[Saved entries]
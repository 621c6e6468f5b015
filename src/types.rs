//! Core media types shared by capture, mixing and encoding

use crossbeam_channel::Receiver;
use serde::{Deserialize, Serialize};
use std::fmt;

/// The kinds of capture source a session can request
#[derive(Debug, Clone, Copy, PartialEq, Eq, Hash, Serialize, Deserialize)]
#[serde(rename_all = "camelCase")]
pub enum SourceKind {
    Camera,
    Microphone,
    DisplayVideo,
    DisplayAudio,
}

impl SourceKind {
    pub fn as_str(&self) -> &'static str {
        match self {
            SourceKind::Camera => "camera",
            SourceKind::Microphone => "microphone",
            SourceKind::DisplayVideo => "display-video",
            SourceKind::DisplayAudio => "display-audio",
        }
    }

    /// The kind of track this source produces
    pub fn track_kind(&self) -> TrackKind {
        match self {
            SourceKind::Camera | SourceKind::DisplayVideo => TrackKind::Video,
            SourceKind::Microphone | SourceKind::DisplayAudio => TrackKind::Audio,
        }
    }

    /// Display sources go through a user-facing picker
    pub fn uses_picker(&self) -> bool {
        matches!(self, SourceKind::DisplayVideo | SourceKind::DisplayAudio)
    }
}

impl fmt::Display for SourceKind {
    fn fmt(&self, f: &mut fmt::Formatter<'_>) -> fmt::Result {
        f.write_str(self.as_str())
    }
}

#[derive(Debug, Clone, Copy, PartialEq, Eq, Hash, Serialize, Deserialize)]
#[serde(rename_all = "camelCase")]
pub enum TrackKind {
    Video,
    Audio,
}

/// Descriptor of one media track
#[derive(Debug, Clone, PartialEq, Serialize, Deserialize)]
pub struct TrackInfo {
    pub id: String,
    pub kind: TrackKind,
    /// Source the track originates from; `None` for mixed tracks
    pub source: Option<SourceKind>,
    pub label: String,
    pub params: TrackParams,
}

/// Format parameters of a track
#[derive(Debug, Clone, Copy, PartialEq, Serialize, Deserialize)]
#[serde(tag = "type", rename_all = "camelCase")]
pub enum TrackParams {
    Video { width: u32, height: u32, fps: f64 },
    Audio { sample_rate: u32, channels: u16 },
}

impl TrackInfo {
    pub fn video(source: SourceKind, label: impl Into<String>, width: u32, height: u32, fps: f64) -> Self {
        Self {
            id: uuid::Uuid::new_v4().to_string(),
            kind: TrackKind::Video,
            source: Some(source),
            label: label.into(),
            params: TrackParams::Video { width, height, fps },
        }
    }

    pub fn audio(source: Option<SourceKind>, label: impl Into<String>, sample_rate: u32, channels: u16) -> Self {
        Self {
            id: uuid::Uuid::new_v4().to_string(),
            kind: TrackKind::Audio,
            source,
            label: label.into(),
            params: TrackParams::Audio { sample_rate, channels },
        }
    }

    /// `(sample_rate, channels)` for audio tracks
    pub fn audio_format(&self) -> Option<(u32, u16)> {
        match self.params {
            TrackParams::Audio { sample_rate, channels } => Some((sample_rate, channels)),
            TrackParams::Video { .. } => None,
        }
    }

    /// `(width, height, fps)` for video tracks
    pub fn video_format(&self) -> Option<(u32, u32, f64)> {
        match self.params {
            TrackParams::Video { width, height, fps } => Some((width, height, fps)),
            TrackParams::Audio { .. } => None,
        }
    }
}

/// A single RGB24 video frame
#[derive(Debug, Clone)]
pub struct VideoFrame {
    pub data: Vec<u8>,
    pub width: u32,
    pub height: u32,
    /// Presentation timestamp in seconds on the session clock
    pub timestamp: f64,
}

/// A single audio frame with PCM samples and timestamp
#[derive(Debug, Clone)]
pub struct AudioFrame {
    /// Interleaved f32 PCM samples
    pub samples: Vec<f32>,
    pub sample_rate: u32,
    pub channels: u16,
    /// Presentation timestamp in seconds on the session clock
    pub timestamp: f64,
}

impl AudioFrame {
    /// Number of sample frames (samples per channel)
    pub fn frame_count(&self) -> usize {
        if self.channels == 0 {
            0
        } else {
            self.samples.len() / self.channels as usize
        }
    }

    pub fn duration_secs(&self) -> f64 {
        if self.sample_rate == 0 {
            0.0
        } else {
            self.frame_count() as f64 / self.sample_rate as f64
        }
    }
}

#[derive(Debug, Clone)]
pub enum MediaSample {
    Video(VideoFrame),
    Audio(AudioFrame),
}

/// Live video track: descriptor plus the receiving end of its frame channel
#[derive(Debug)]
pub struct VideoTrack {
    pub info: TrackInfo,
    pub receiver: Receiver<VideoFrame>,
}

/// Live audio track: descriptor plus the receiving end of its frame channel
#[derive(Debug)]
pub struct AudioTrack {
    pub info: TrackInfo,
    pub receiver: Receiver<AudioFrame>,
}

impl AudioTrack {
    pub fn sample_rate(&self) -> u32 {
        self.info.audio_format().map(|(rate, _)| rate).unwrap_or(0)
    }

    pub fn channels(&self) -> u16 {
        self.info.audio_format().map(|(_, ch)| ch).unwrap_or(0)
    }
}

/// Constraints handed to a backend when acquiring a source
#[derive(Debug, Clone, PartialEq, Serialize, Deserialize)]
pub struct MediaConstraints {
    pub video_width: u32,
    pub video_height: u32,
    pub video_fps: f64,
    pub sample_rate: u32,
    pub channels: u16,
}

impl Default for MediaConstraints {
    fn default() -> Self {
        Self {
            video_width: 1280,
            video_height: 720,
            video_fps: 30.0,
            sample_rate: 48000,
            channels: 2,
        }
    }
}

» **What is required**
Check each line above for the string "capture" and show the ones that have it.

» **Answer to the problem**
//! Core media types shared by capture, mixing and encoding
/// The kinds of capture source a session can request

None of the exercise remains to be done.